Alors que les efforts visant à légiférer contre la désinformation deviennent des points de pression sur les droits humains, des mesures alternatives prises en collaboration avec les opérateurs de plateformes de médias sociaux s’avèrent prometteuses. En 2020, plusieurs gouvernements d’Afrique subsaharienne ont établi des partenariats avec des plateformes de médias sociaux et d’autres intermédiaires pour lutter contre la désinformation en rapport avec le Covid-19. Plus tôt en 2018, le Cameroun a directement travaillé avec Facebook pour explorer les moyens de lutte contre la diffusion d’informations fausses et mensongères dans le pays. Entre-temps, la promotion du renforcement des capacités dans le domaine de l’utilisation du numérique et de la capacité de vérification des faits, ainsi que la sensibilisation sur ce qui constitue un contenu inacceptable sur les plateformes et à la manière de signaler un contenu répréhensible, restent des actions clés nécessaires. Par conséquent, les efforts et les autres mesures pour lutter contre la désinformation et autres contenus préjudiciables, notamment durant les périodes électorales et la lutte contre le Covid-19, nécessitent une collaboration plus étroite par rapport à celle dont nous avons été témoins jusqu’ici, entre les gouvernements, la société civile et les plateformes.

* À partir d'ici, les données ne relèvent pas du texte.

//! The public runtime: one module, one call lock, many async callers.

use crate::config::RuntimeConfig;
use crate::executor::NatInstance;
use crate::fs::{CoreFile, Vfs};
use crate::generator::Generation;
use crate::lock::CallSerializer;
use crate::module::{ModuleCache, ModuleSlot};
use crate::output::{OutputMux, OutputStream, SubscriptionId};
use crate::response::{Response, Typeset};
use crate::{Result, RuntimeError};
use parking_lot::Mutex;
use std::path::Path;
use std::sync::Arc;
use tempfile::TempDir;
use tracing::{debug, info, warn};
use wasmtime::Engine;

/// Async front end to the nat VM.
///
/// Every operation that reaches the module takes the [`CallSerializer`]
/// first, so concurrent callers are run one at a time in arrival order. The
/// module is instantiated on the first such operation.
pub struct Runtime {
    serializer: CallSerializer,
    module: ModuleSlot,
    output: Arc<OutputMux>,
    vfs: Vfs,
    diagnostics: Arc<Mutex<Vec<String>>>,
    _sandbox: Option<TempDir>,
}

impl Runtime {
    /// Create a runtime. The module is not loaded until first use.
    pub fn new(config: RuntimeConfig) -> Result<Self> {
        Self::with_cache(config, Arc::new(ModuleCache::new(Engine::default())))
    }

    /// Create a runtime that compiles through a shared module cache.
    pub fn with_cache(config: RuntimeConfig, cache: Arc<ModuleCache>) -> Result<Self> {
        let (vfs, sandbox) = match config.sandbox_dir {
            Some(dir) => {
                std::fs::create_dir_all(&dir)?;
                (Vfs::new(dir), None)
            }
            None => {
                let dir = tempfile::Builder::new().prefix("nat-sandbox-").tempdir()?;
                (Vfs::new(dir.path()), Some(dir))
            }
        };
        info!(sandbox = %vfs.root().display(), module = %config.module, "Creating nat runtime");

        let output = Arc::new(OutputMux::new());
        if config.echo_output {
            output.subscribe(OutputStream::Stdout, |line| {
                info!(target: "nat::stdout", "{}", line)
            });
            output.subscribe(OutputStream::Stderr, |line| {
                warn!(target: "nat::stderr", "{}", line)
            });
        }

        let diagnostics = Arc::new(Mutex::new(Vec::new()));
        if config.record_diagnostics {
            let sink = diagnostics.clone();
            output.subscribe(OutputStream::Stderr, move |line| {
                sink.lock().push(line.to_string())
            });
        }

        let module = ModuleSlot::new(cache, config.module, vfs.root(), output.clone());

        Ok(Self {
            serializer: CallSerializer::new(),
            module,
            output,
            vfs,
            diagnostics,
            _sandbox: sandbox,
        })
    }

    /// Host directory backing the virtual filesystem.
    pub fn sandbox_root(&self) -> &Path {
        self.vfs.root()
    }

    pub fn output(&self) -> &Arc<OutputMux> {
        &self.output
    }

    pub fn on_stdout<F>(&self, handler: F) -> SubscriptionId
    where
        F: Fn(&str) + Send + Sync + 'static,
    {
        self.output.subscribe(OutputStream::Stdout, handler)
    }

    pub fn on_stderr<F>(&self, handler: F) -> SubscriptionId
    where
        F: Fn(&str) + Send + Sync + 'static,
    {
        self.output.subscribe(OutputStream::Stderr, handler)
    }

    pub fn unsubscribe(&self, id: SubscriptionId) -> bool {
        self.output.unsubscribe(id)
    }

    /// Diagnostic output recorded so far.
    pub fn errors(&self) -> Vec<String> {
        self.diagnostics.lock().clone()
    }

    /// Drain the recorded diagnostic output.
    pub fn take_errors(&self) -> Vec<String> {
        std::mem::take(&mut *self.diagnostics.lock())
    }

    /// Drop the current module instance so the next call instantiates anew.
    ///
    /// This is the recovery path after a fatal initialization failure or a
    /// trapped VM. A call already in flight keeps the old instance.
    pub fn reset_module(&self) {
        self.module.reset();
    }

    /// Run `f` against the module while holding the call lock.
    ///
    /// The VM runs on the blocking pool: WASI calls made by the guest drive
    /// their own futures to completion and cannot do that on an async worker.
    /// The permit moves with the call, so a caller that stops waiting does not
    /// let the next one in before the VM has returned.
    async fn call<R, F>(&self, op: &'static str, f: F) -> Result<R>
    where
        F: FnOnce(&mut NatInstance) -> Result<R> + Send + 'static,
        R: Send + 'static,
    {
        let permit = self.serializer.acquire(op).await;
        let handle = self.module.acquire().await?;

        tokio::task::spawn_blocking(move || {
            let _permit = permit;
            let mut vm = handle.lock();
            f(&mut *vm)
        })
        .await
        .map_err(|e| RuntimeError::Execution(format!("{} did not complete: {}", op, e)))?
    }

    async fn with_fs<R>(&self, op: &'static str, f: impl FnOnce(&Vfs) -> Result<R>) -> Result<R> {
        let _permit = self.serializer.acquire(op).await;
        f(&self.vfs)
    }

    /// Reset the VM to a clean interpretation and generation context.
    pub async fn init(&self) -> Result<()> {
        self.call("init", |vm| vm.init()).await
    }

    /// Evaluate the module at `path` once.
    pub async fn interpret(&self, path: &str) -> Result<Response> {
        let path = path.to_string();
        self.call("interpret", move |vm| vm.interpret(&path)).await
    }

    /// Lazily generate envelopes for `path`.
    ///
    /// Nothing reaches the VM until the first pull.
    pub fn generate(&self, path: &str) -> Generation<'_> {
        Generation::new(self, path)
    }

    /// One pull of the generate entry point. Releases the VM's result buffers
    /// when the stop sentinel comes back.
    pub(crate) async fn generate_step(&self, path: &str) -> Result<Response> {
        let path = path.to_string();
        self.call("generate", move |vm| {
            let response = vm.generate_next(&path)?;
            if response.is_generation_end() {
                if let Err(e) = vm.free_result() {
                    warn!(path = %path, error = %e, "Failed to release generation buffers");
                }
            }
            Ok(response)
        })
        .await
    }

    /// Compile `source` as the module at `path`.
    ///
    /// The result is whatever the module prints while compiling, decoded as
    /// an envelope. `None` when the module reports a non-zero status.
    pub async fn compile(&self, path: &str, source: &str) -> Result<Option<Response>> {
        let (path, source) = (path.to_string(), source.to_string());
        let output = self.output.clone();
        self.call("compile", move |vm| {
            let capture = output.capture(OutputStream::Stdout);
            let status = vm.compile(&path, &source)?;
            let printed = capture.finish();

            if status != 0 {
                debug!(path = %path, status, "Compilation failed");
                return Ok(None);
            }
            Response::from_json(&printed.join("\n")).map(Some)
        })
        .await
    }

    /// Typeset the module at `path`.
    ///
    /// On failure `tex` holds the diagnostics printed during the call.
    pub async fn typeset(&self, path: &str) -> Result<Typeset> {
        let path = path.to_string();
        let output = self.output.clone();
        self.call("typeset", move |vm| {
            let capture = output.capture(OutputStream::Stderr);
            let tex = vm.typeset(&path)?;
            let diagnostics = capture.finish();
            if let Err(e) = vm.free_result() {
                warn!(path = %path, error = %e, "Failed to release typeset buffers");
            }

            Ok(match tex {
                Some(tex) => Typeset { success: true, tex },
                None => Typeset {
                    success: false,
                    tex: diagnostics.join("\n"),
                },
            })
        })
        .await
    }

    /// Release the VM's last result buffers.
    pub async fn free(&self) -> Result<()> {
        self.call("free", |vm| vm.free_result()).await
    }

    /// Flattened pre-order listing of `dir` and its descendants.
    pub async fn list_tree(&self, dir: &str) -> Result<Vec<CoreFile>> {
        self.with_fs("list_tree", |fs| fs.list_tree(dir)).await
    }

    pub async fn list(&self, dir: &str) -> Result<Vec<String>> {
        self.with_fs("list", |fs| fs.list(dir)).await
    }

    pub async fn exists(&self, path: &str) -> Result<bool> {
        self.with_fs("exists", |fs| fs.exists(path)).await
    }

    pub async fn make_dir(&self, path: &str) -> Result<()> {
        self.with_fs("make_dir", |fs| fs.make_dir(path)).await
    }

    pub async fn read_file(&self, path: &str) -> Result<CoreFile> {
        self.with_fs("read_file", |fs| fs.read_file(path)).await
    }

    pub async fn write_file(&self, path: &str, content: &str) -> Result<()> {
        self.with_fs("write_file", |fs| fs.write_file(path, content)).await
    }

    pub async fn remove_file(&self, path: &str) -> Result<()> {
        self.with_fs("remove_file", |fs| fs.remove_file(path)).await
    }
}
//! Host side of the module's imports.
//!
//! The module is linked against:
//! - `nat.print(ptr, len)`: one primary-output emission
//! - `nat.print_err(ptr, len)`: one diagnostic-output emission
//! - `wasi_snapshot_preview1`: file access, with the sandbox root pre-opened
//!   at [`SANDBOX_GUEST_DIR`]
//!
//! WASI stdout and stderr are routed into the same [`OutputMux`] as the
//! `nat` imports, one emission per line.

use crate::memory::read_bytes;
use crate::output::{OutputMux, OutputStream};
use crate::{Result, RuntimeError};
use async_trait::async_trait;
use bytes::Bytes;
use std::path::Path;
use std::sync::Arc;
use tracing::trace;
use wasmtime::{Caller, Engine, Linker};
use wasmtime_wasi::preview1::{self, WasiP1Ctx};
use wasmtime_wasi::{
    DirPerms, FilePerms, HostOutputStream, StdoutStream, StreamResult, Subscribe, WasiCtxBuilder,
};

/// Import module name for the output functions.
pub const HOST_MODULE: &str = "nat";

/// Guest path the sandbox root is mounted at.
pub const SANDBOX_GUEST_DIR: &str = "/src";

/// State stored in the wasmtime `Store`.
pub struct NatHostState {
    /// Subscribers for module output.
    pub output: Arc<OutputMux>,
    /// WASI context (sandboxed file access).
    pub wasi: WasiP1Ctx,
}

impl NatHostState {
    /// Create host state whose filesystem view is `sandbox`.
    pub fn new(output: Arc<OutputMux>, sandbox: &Path) -> Result<Self> {
        let mut builder = WasiCtxBuilder::new();
        builder
            .inherit_stdin()
            .stdout(GuestOutput::new(output.clone(), OutputStream::Stdout))
            .stderr(GuestOutput::new(output.clone(), OutputStream::Stderr))
            .allow_blocking_current_thread(true);
        builder
            .preopened_dir(sandbox, SANDBOX_GUEST_DIR, DirPerms::all(), FilePerms::all())
            .map_err(|e| {
                RuntimeError::Instantiation(format!(
                    "failed to mount sandbox {}: {}",
                    sandbox.display(),
                    e
                ))
            })?;

        Ok(Self {
            output,
            wasi: builder.build_p1(),
        })
    }
}

/// WASI output descriptor backed by the [`OutputMux`].
pub struct GuestOutput {
    output: Arc<OutputMux>,
    stream: OutputStream,
}

impl GuestOutput {
    pub fn new(output: Arc<OutputMux>, stream: OutputStream) -> Self {
        Self { output, stream }
    }
}

impl StdoutStream for GuestOutput {
    fn stream(&self) -> Box<dyn HostOutputStream> {
        Box::new(LineWriter {
            output: self.output.clone(),
            stream: self.stream,
            pending: Vec::new(),
        })
    }

    fn isatty(&self) -> bool {
        false
    }
}

/// Splits guest writes into lines. A trailing partial line is held until the
/// next newline, or emitted when the descriptor goes away.
struct LineWriter {
    output: Arc<OutputMux>,
    stream: OutputStream,
    pending: Vec<u8>,
}

impl LineWriter {
    fn emit(&self, line: &[u8]) {
        let text = String::from_utf8_lossy(line);
        trace!(stream = ?self.stream, len = line.len(), "WASI output");
        self.output.emit(self.stream, text.trim_end_matches('\r'));
    }
}

#[async_trait]
impl Subscribe for LineWriter {
    async fn ready(&mut self) {}
}

impl HostOutputStream for LineWriter {
    fn write(&mut self, bytes: Bytes) -> StreamResult<()> {
        self.pending.extend_from_slice(&bytes);
        while let Some(pos) = self.pending.iter().position(|b| *b == b'\n') {
            let line: Vec<u8> = self.pending.drain(..=pos).collect();
            self.emit(&line[..pos]);
        }
        Ok(())
    }

    fn flush(&mut self) -> StreamResult<()> {
        Ok(())
    }

    fn check_write(&mut self) -> StreamResult<usize> {
        Ok(64 * 1024)
    }
}

impl Drop for LineWriter {
    fn drop(&mut self) {
        if !self.pending.is_empty() {
            let rest = std::mem::take(&mut self.pending);
            self.emit(&rest);
        }
    }
}

/// Create a linker with WASI and the nat output imports.
pub fn create_linker(engine: &Engine) -> Result<Linker<NatHostState>> {
    let mut linker = Linker::new(engine);

    preview1::add_to_linker_sync(&mut linker, |state: &mut NatHostState| &mut state.wasi)
        .map_err(|e| RuntimeError::Instantiation(e.to_string()))?;

    add_output_functions(&mut linker)?;

    Ok(linker)
}

fn add_output_functions(linker: &mut Linker<NatHostState>) -> Result<()> {
    for (name, stream) in [
        ("print", OutputStream::Stdout),
        ("print_err", OutputStream::Stderr),
    ] {
        linker
            .func_wrap(
                HOST_MODULE,
                name,
                move |mut caller: Caller<'_, NatHostState>,
                      ptr: i32,
                      len: i32|
                      -> wasmtime::Result<()> {
                    let memory = caller
                        .get_export("memory")
                        .and_then(|e| e.into_memory())
                        .ok_or_else(|| wasmtime::Error::msg("memory export not found"))?;

                    let text = {
                        let bytes = read_bytes(memory.data(&caller), ptr as u32, len as u32)
                            .map_err(|e| wasmtime::Error::msg(e.to_string()))?;
                        String::from_utf8_lossy(bytes).into_owned()
                    };

                    trace!(?stream, len, "Module output");
                    caller.data().output.emit(stream, &text);
                    Ok(())
                },
            )
            .map_err(|e| RuntimeError::Instantiation(e.to_string()))?;
    }
    Ok(())
}

#[cfg(test)]
mod tests {
    use super::*;

    fn writer(output: &Arc<OutputMux>) -> Box<dyn HostOutputStream> {
        GuestOutput::new(output.clone(), OutputStream::Stderr).stream()
    }

    #[test]
    fn test_guest_writes_are_split_into_lines() {
        let output = Arc::new(OutputMux::new());
        let capture = output.capture(OutputStream::Stderr);

        let mut stream = writer(&output);
        stream.write(Bytes::from_static(b"first\nsec")).unwrap();
        stream.write(Bytes::from_static(b"ond\r\nthird")).unwrap();
        stream.flush().unwrap();
        drop(stream);

        assert_eq!(capture.finish(), vec!["first", "second", "third"]);
    }

    #[test]
    fn test_guest_output_keeps_streams_apart() {
        let output = Arc::new(OutputMux::new());
        let stdout = output.capture(OutputStream::Stdout);

        let mut stream = writer(&output);
        stream.write(Bytes::from_static(b"to stderr\n")).unwrap();

        assert!(stdout.finish().is_empty());
    }
}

Richard Ngamita est un chercheur dans le domaine du traitement de données qui travaille actuellement sur les droits de l’homme, la désinformation et l’espionnage. Il a précédemment travaillé chez Google au sein de l’équipe contre les pourriels. Il a également mené des recherches d’investigation dans le domaine de la santé, l’agriculture et les mouvements de réfugiés.